THIS month beyondblue, the national depression and anxiety initiative, plans to survey half of all doctors and medical students in Australia about their mental health.
The survey is being undertaken as part of the beyondblue Doctors’ Mental Health Program (bbDMHP), established in 2009. It is the world’s first national survey of doctors’ mental health, and we believe it will offer an unprecedented insight into the mental wellbeing of Australia’s doctors and medical students.
The survey findings will be disseminated widely by beyondblue to provide a stronger evidence base for the development and delivery of mental health programs and services for the medical profession. Therefore, the more doctors and medical students who participate in the survey, the more accurate the outcomes will be.
A systematic literature review commissioned by beyondblue in 2009 — “The mental health of doctors: a systematic literature review” found there is limited Australian research examining the mental health of medical students and doctors, with no studies focusing on rural doctors.
The bbDMHP survey questionnaire and methodology were developed with input from a project advisory group, comprising leading experts in doctors’ mental health, an international expert, a doctor with personal experience of mental illness and representatives from medical schools, the Australian Health Practitioner Regulation Agency (AHPRA) management committee, the Medical Board of Australia, the AMA, the Australian Medical Students’ Association and the Australasian Junior Medical Officers’ Forum.
About half of Australia’s doctors and medical students, including those in regional and rural areas, will be invited to participate in the survey via a letter to be mailed this week. The survey can be completed on the hard copy questionnaire or online through a secure URL.
Feedback to beyondblue from the medical profession has reinforced the need for the survey to be completely anonymous and voluntary.
Monash University has provided ethics approval for the survey. AHPRA has agreed to send out the survey questionnaire on behalf of beyondblue, ensuring the survey sample is representative of all doctors and medical students in Australia.
Data collected by beyondblue will not be passed on to AHPRA or the Medical Board or, in the case of medical students, the university at which they are enrolled. In any case, data collected will be non-identifying.

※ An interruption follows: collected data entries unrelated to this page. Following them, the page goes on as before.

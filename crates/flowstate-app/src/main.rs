//! # Flow State
//!
//! Terminal music player built on the Flow State playback engine.

mod console;
mod settings;

use std::path::PathBuf;
use std::time::Duration;

use anyhow::Result;
use clap::{Parser, Subcommand};
use crossbeam_channel::{Receiver, RecvTimeoutError};
use flowstate_audio::output::{default_device_name, list_output_devices};
use flowstate_audio::{
    CpalDevice, EffectsChain, EngineEvent, Host, NullDevice, OutputDevice, PlaybackController,
    PlaybackState,
};
use flowstate_core::{RepeatMode, StreamProperties};
use tracing::{info, warn};
use tracing_subscriber::{layer::SubscriberExt, util::SubscriberInitExt, EnvFilter};

use console::{execute, ConsoleCommand, Flow};
use settings::AppPaths;

const POLL_INTERVAL: Duration = Duration::from_millis(50);

#[derive(Parser, Debug)]
#[command(author, version, about = "Flow State music player", long_about = None)]
struct Cli {
    /// Log filter, e.g. `debug` or `flowstate_audio=trace`. Overrides RUST_LOG.
    #[arg(long, global = true)]
    log_level: Option<String>,

    /// Config file to read instead of the platform default.
    #[arg(long, global = true)]
    config: Option<PathBuf>,

    #[command(subcommand)]
    command: Commands,
}

#[derive(Subcommand, Debug)]
enum Commands {
    /// Play files and open the command console. Without files the last session resumes.
    Play {
        files: Vec<PathBuf>,
        #[arg(long)]
        shuffle: bool,
        #[arg(long)]
        repeat: Option<RepeatMode>,
        /// Starting volume (0.0 to 1.0).
        #[arg(long)]
        volume: Option<f32>,
        /// Render into a timer-driven sink instead of an audio device.
        #[arg(long)]
        null_output: bool,
        /// Output device name.
        #[arg(long)]
        device: Option<String>,
    },
    /// List output devices.
    Devices,
}

fn main() -> Result<()> {
    let cli = Cli::parse();
    init_tracing(cli.log_level.as_deref());

    match cli.command {
        Commands::Play {
            files,
            shuffle,
            repeat,
            volume,
            null_output,
            device,
        } => {
            let paths = AppPaths::resolve(cli.config)?;
            let output: Box<dyn OutputDevice> = if null_output {
                Box::new(NullDevice::new())
            } else {
                Box::new(CpalDevice::new(device))
            };
            run_player(&paths, files, shuffle, repeat, volume, output)
        }
        Commands::Devices => print_devices(),
    }
}

fn init_tracing(level: Option<&str>) {
    let filter = level.map_or_else(
        || {
            EnvFilter::try_from_default_env()
                .unwrap_or_else(|_| "flowstate=info,flowstate_audio=info".into())
        },
        EnvFilter::new,
    );
    // Stdout belongs to the console
    tracing_subscriber::registry()
        .with(tracing_subscriber::fmt::layer().with_writer(std::io::stderr))
        .with(filter)
        .init();
}

fn run_player(
    paths: &AppPaths,
    files: Vec<PathBuf>,
    shuffle: bool,
    repeat: Option<RepeatMode>,
    volume: Option<f32>,
    output: Box<dyn OutputDevice>,
) -> Result<()> {
    info!("Starting Flow State v{}", env!("CARGO_PKG_VERSION"));

    let mut config = settings::load_config(&paths.config_file);
    if let Some(volume) = volume {
        config.initial_volume = volume.clamp(0.0, 1.0);
    }
    let chain = EffectsChain::with_default_effects(StreamProperties::default());
    let controller = PlaybackController::new(config, output, chain)?;
    let events = controller.events();
    let mut host = Host::new(controller);

    if files.is_empty() {
        match settings::load_session(&paths.session_file) {
            Some(session) => host.controller_mut().restore_session(&session)?,
            None => println!("Nothing to play. Pass files or type 'help'."),
        }
    } else {
        let c = host.controller_mut();
        c.add_paths(files);
        c.set_shuffle(shuffle);
        if let Some(mode) = repeat {
            c.set_repeat_mode(mode);
        }
        if let Err(e) = c.play_index(0) {
            println!("error: {e}");
        }
    }

    println!("Type 'help' for commands.");
    let lines = console::spawn_stdin_reader()?;
    console_loop(&mut host, &lines, &events);

    let session = host.controller().session_state();
    if let Err(e) = settings::save_session(&paths.session_file, &session) {
        warn!("Could not save session: {e:#}");
    }
    host.controller_mut().shutdown();
    Ok(())
}

fn console_loop(host: &mut Host, lines: &Receiver<String>, events: &Receiver<EngineEvent>) {
    let mut input_open = true;
    loop {
        if input_open {
            match lines.recv_timeout(POLL_INTERVAL) {
                Ok(line) => match ConsoleCommand::parse(&line) {
                    Ok(Some(command)) => {
                        if execute(host, command) == Flow::Quit {
                            return;
                        }
                    }
                    Ok(None) => {}
                    Err(message) => println!("{message}"),
                },
                Err(RecvTimeoutError::Timeout) => {}
                Err(RecvTimeoutError::Disconnected) => {
                    // Piped input: keep playing to the end of the playlist
                    input_open = false;
                }
            }
        } else {
            std::thread::sleep(POLL_INTERVAL);
        }

        host.controller_mut().poll();
        for event in events.try_iter() {
            report(host, &event);
        }

        if !input_open && host.controller().state() == PlaybackState::Stopped {
            return;
        }
    }
}

fn report(host: &Host, event: &EngineEvent) {
    match event {
        EngineEvent::TrackLoaded {
            index,
            properties,
            duration_secs,
        } => {
            let title = host
                .controller()
                .playlist()
                .get(*index)
                .map_or("?", |e| e.track.title.as_str());
            let duration = duration_secs.map_or_else(|| "--:--".to_string(), console::format_time);
            println!("> {title} [{duration}] ({properties})");
        }
        EngineEvent::PlaybackFinished => println!("End of playlist."),
        EngineEvent::Error(message) => println!("error: {message}"),
        _ => {}
    }
}

fn print_devices() -> Result<()> {
    let default = default_device_name();
    let devices = list_output_devices()?;
    if devices.is_empty() {
        println!("No output devices found.");
    }
    for name in devices {
        let marker = if default.as_deref() == Some(name.as_str()) {
            " (default)"
        } else {
            ""
        };
        println!("{name}{marker}");
    }
    Ok(())
}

Roy Morgan Research has been engaged by beyondblue to collect and analyse the survey data.
Doctors and medical students invited to participate in the survey will have until 28 March to complete the questionnaire. We plan to communicate the key findings from the survey to the medical profession in mid 2013.
Professor David Clarke is the chief investigator and chair of the project advisory group for the beyondblue Doctors’ Mental Health Program.
Posted 18 February 2013
It must take a mental toll on doctors when they see their patients undergo hours of various psychosocial therapies with little lasting benefit. For these patients, they then baulk at considering the alternatives in which they have had no formal education or training, largely owing to the significant stigma and unfounded fear of the medication treatments, and the ongoing educational void in our universities despite insurmountable quality evidence.
Other than in developmental paediatrics, in all other areas of health and medicine we remain scandalously poorly educated in neurodevelopmental and genetics-based mental or behavioural disorders. These usually overt problems are either consciously or subconsciously ignored or dismissed or branded as something else, despite the evidence that a whopping 10% of the population suffer such genetics-based disorders, often by an entire families, and the alarming costs to our society as a whole.
In recent times, the effective marketing of alternative “health” practices and the “you can change anything”, environment-focused, self-help phenomena have taken their toll on the public’s – and, consequently, the Govt’s – perceptions of the effectiveness of health professionals and certain medication treatments.
Despite the mapping of the human genome and the overwhelming evidence highlighting our genes as the most significant contributors to all manner of human disease and environment playing a surprisingly small part role, the debate about treatment is circuitous. The state of Australia’s mental health has been shown as stagnating or worse while the “rhinoceros in the room” remains ignored. The poor outcomes of stances and subsequent govt-funded programs, such as beyondblue and many other supposedly learned mental health academics, refuse to even treat these common disorders which, left untreated, morph into parisito-morbidities like anxiety and depression. Then these patients are diagnosed but miss the highly treatable, underlying cause.
One psychiatrist, who is has begun implementing education programs in Sydney universities, highlights how fulfilling and beneficial it is to both diagnose and treat patients for whom the outcome is profoundly beneficial and life-changing.
Proper current and ongoing educational programs for both students and doctors need to be implemented and accepted as part of practising medicine or any health-oriented profession. This strategy will prove beneficial for both the doctors and the patients they treat.